• **Material to process**

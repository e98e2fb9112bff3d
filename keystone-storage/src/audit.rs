//! Audit queue.
//!
//! Mutations are recorded through an [`AuditHandle`], which pushes onto a
//! bounded channel without ever waiting: when the queue is full the record
//! is dropped and counted. An [`AuditWorker`] drains the queue into an
//! [`AuditSink`] on its own task, with a timeout on every write and its own
//! shutdown signal, so a slow sink never stalls a caller and a cancelled
//! caller never loses a record that was already queued.
//!
//! # Usage
//!
//! ```ignore
//! let (handle, worker) = audit_channel(AuditConfig::default());
//! let (shutdown_tx, shutdown_rx) = watch::channel(false);
//! let task = tokio::spawn(worker.run(Arc::new(TracingAuditSink), shutdown_rx));
//!
//! handle.record(AuditRecord::new("admin", EntityKind::User, &id, AuditAction::Create, AuditOutcome::Success));
//!
//! let _ = shutdown_tx.send(true);
//! let snapshot = task.await?;
//! ```

use std::sync::atomic::{AtomicU64, Ordering};
use std::sync::Arc;
use std::time::Duration;

use async_trait::async_trait;
use chrono::Utc;
use keystone_core::{ActorId, AuditAction, EntityKind, RecordId, StoreError, Timestamp};
use serde::{Deserialize, Serialize};
use tokio::sync::{mpsc, watch};

/// Default queue capacity.
pub const DEFAULT_AUDIT_QUEUE_CAPACITY: usize = 1024;

/// Default timeout for a single sink write.
pub const DEFAULT_AUDIT_WRITE_TIMEOUT: Duration = Duration::from_secs(3);

// ============================================================================
// RECORD
// ============================================================================

/// Result of the audited operation.
#[derive(Debug, Clone, Copy, PartialEq, Eq, Serialize, Deserialize)]
#[serde(rename_all = "snake_case")]
pub enum AuditOutcome {
    Success,
    NotFound,
    Conflict,
    Failed,
}

impl AuditOutcome {
    pub fn as_str(&self) -> &'static str {
        match self {
            AuditOutcome::Success => "success",
            AuditOutcome::NotFound => "not_found",
            AuditOutcome::Conflict => "conflict",
            AuditOutcome::Failed => "failed",
        }
    }
}

/// One audited mutation.
#[derive(Debug, Clone, PartialEq, Serialize, Deserialize)]
pub struct AuditRecord {
    pub at: Timestamp,
    pub actor: ActorId,
    pub kind: EntityKind,
    pub entity_id: RecordId,
    pub action: AuditAction,
    pub outcome: AuditOutcome,
}

impl AuditRecord {
    /// Build a record stamped with the current time.
    pub fn new(
        actor: impl Into<ActorId>,
        kind: EntityKind,
        entity_id: &RecordId,
        action: AuditAction,
        outcome: AuditOutcome,
    ) -> Self {
        Self {
            at: Utc::now(),
            actor: actor.into(),
            kind,
            entity_id: entity_id.clone(),
            action,
            outcome,
        }
    }
}

/// Destination for audit records.
#[async_trait]
pub trait AuditSink: Send + Sync {
    /// Persist one record.
    async fn write(&self, record: &AuditRecord) -> Result<(), StoreError>;
}

// ============================================================================
// CONFIGURATION
// ============================================================================

/// Configuration for the audit queue.
#[derive(Debug, Clone)]
pub struct AuditConfig {
    /// Maximum number of queued records (default: 1024)
    pub capacity: usize,

    /// Timeout applied to every sink write (default: 3 seconds)
    pub write_timeout: Duration,
}

impl Default for AuditConfig {
    fn default() -> Self {
        Self {
            capacity: DEFAULT_AUDIT_QUEUE_CAPACITY,
            write_timeout: DEFAULT_AUDIT_WRITE_TIMEOUT,
        }
    }
}

// ============================================================================
// METRICS
// ============================================================================

/// Counters shared by the handle and the worker.
#[derive(Debug, Default)]
pub struct AuditMetrics {
    /// Records accepted into the queue
    pub enqueued: AtomicU64,

    /// Records rejected because the queue was full or closed
    pub dropped: AtomicU64,

    /// Records the sink accepted
    pub written: AtomicU64,

    /// Records the sink rejected
    pub failed: AtomicU64,

    /// Records whose write exceeded the timeout
    pub timed_out: AtomicU64,
}

impl AuditMetrics {
    pub fn new() -> Self {
        Self::default()
    }

    /// Get current snapshot of all metrics.
    pub fn snapshot(&self) -> AuditMetricsSnapshot {
        AuditMetricsSnapshot {
            enqueued: self.enqueued.load(Ordering::Relaxed),
            dropped: self.dropped.load(Ordering::Relaxed),
            written: self.written.load(Ordering::Relaxed),
            failed: self.failed.load(Ordering::Relaxed),
            timed_out: self.timed_out.load(Ordering::Relaxed),
        }
    }
}

/// Snapshot of audit metrics at a point in time.
#[derive(Debug, Clone, Default, PartialEq, Eq)]
pub struct AuditMetricsSnapshot {
    pub enqueued: u64,
    pub dropped: u64,
    pub written: u64,
    pub failed: u64,
    pub timed_out: u64,
}

// ============================================================================
// QUEUE
// ============================================================================

/// Create a connected handle and worker.
///
/// A zero capacity is raised to one; the channel cannot be unbuffered.
pub fn audit_channel(config: AuditConfig) -> (AuditHandle, AuditWorker) {
    let (tx, rx) = mpsc::channel(config.capacity.max(1));
    let metrics = Arc::new(AuditMetrics::new());
    let handle = AuditHandle {
        tx,
        metrics: Arc::clone(&metrics),
    };
    let worker = AuditWorker {
        rx,
        metrics,
        write_timeout: config.write_timeout,
    };
    (handle, worker)
}

/// Producer side of the audit queue. Cheap to clone.
#[derive(Debug, Clone)]
pub struct AuditHandle {
    tx: mpsc::Sender<AuditRecord>,
    metrics: Arc<AuditMetrics>,
}

impl AuditHandle {
    /// Queue a record without waiting. Returns `false` if it was dropped.
    pub fn record(&self, record: AuditRecord) -> bool {
        match self.tx.try_send(record) {
            Ok(()) => {
                self.metrics.enqueued.fetch_add(1, Ordering::Relaxed);
                true
            }
            Err(mpsc::error::TrySendError::Full(record)) => {
                self.metrics.dropped.fetch_add(1, Ordering::Relaxed);
                tracing::warn!(
                    kind = %record.kind,
                    entity_id = %record.entity_id,
                    action = record.action.as_str(),
                    "Audit queue full, record dropped"
                );
                false
            }
            Err(mpsc::error::TrySendError::Closed(record)) => {
                self.metrics.dropped.fetch_add(1, Ordering::Relaxed);
                tracing::debug!(
                    kind = %record.kind,
                    entity_id = %record.entity_id,
                    "Audit queue closed, record dropped"
                );
                false
            }
        }
    }

    /// Records currently waiting in the queue.
    pub fn queued(&self) -> usize {
        self.tx.max_capacity() - self.tx.capacity()
    }

    pub fn metrics(&self) -> AuditMetricsSnapshot {
        self.metrics.snapshot()
    }
}

/// Consumer side of the audit queue.
#[derive(Debug)]
pub struct AuditWorker {
    rx: mpsc::Receiver<AuditRecord>,
    metrics: Arc<AuditMetrics>,
    write_timeout: Duration,
}

impl AuditWorker {
    /// Drain the queue into `sink` until shutdown is signalled or every
    /// handle is dropped.
    ///
    /// On shutdown the queue is closed to new records and whatever is
    /// already queued is still written.
    pub async fn run<S>(
        mut self,
        sink: Arc<S>,
        mut shutdown_rx: watch::Receiver<bool>,
    ) -> AuditMetricsSnapshot
    where
        S: AuditSink + ?Sized,
    {
        tracing::info!(
            write_timeout_ms = self.write_timeout.as_millis() as u64,
            "Audit worker started"
        );

        loop {
            tokio::select! {
                changed = shutdown_rx.changed() => {
                    if changed.is_err() || *shutdown_rx.borrow() {
                        tracing::info!("Audit worker shutting down");
                        break;
                    }
                }

                next = self.rx.recv() => {
                    match next {
                        Some(record) => self.write_one(sink.as_ref(), record).await,
                        None => break,
                    }
                }
            }
        }

        self.rx.close();
        while let Some(record) = self.rx.recv().await {
            self.write_one(sink.as_ref(), record).await;
        }

        let snapshot = self.metrics.snapshot();
        tracing::info!(
            written = snapshot.written,
            dropped = snapshot.dropped,
            failed = snapshot.failed,
            timed_out = snapshot.timed_out,
            "Audit worker completed"
        );
        snapshot
    }

    async fn write_one<S>(&self, sink: &S, record: AuditRecord)
    where
        S: AuditSink + ?Sized,
    {
        match tokio::time::timeout(self.write_timeout, sink.write(&record)).await {
            Ok(Ok(())) => {
                self.metrics.written.fetch_add(1, Ordering::Relaxed);
            }
            Ok(Err(e)) => {
                self.metrics.failed.fetch_add(1, Ordering::Relaxed);
                tracing::warn!(
                    error = %e,
                    kind = %record.kind,
                    entity_id = %record.entity_id,
                    "Audit write failed"
                );
            }
            Err(_) => {
                self.metrics.timed_out.fetch_add(1, Ordering::Relaxed);
                tracing::warn!(
                    kind = %record.kind,
                    entity_id = %record.entity_id,
                    timeout_ms = self.write_timeout.as_millis() as u64,
                    "Audit write timed out"
                );
            }
        }
    }
}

• **Exercise instructions**
Report each line of the listing above that uses the word "PartialEq".

• **Written reply**
#[derive(Debug, Clone, Copy, PartialEq, Eq, Serialize, Deserialize)]
#[derive(Debug, Clone, PartialEq, Serialize, Deserialize)]
#[derive(Debug, Clone, Default, PartialEq, Eq)]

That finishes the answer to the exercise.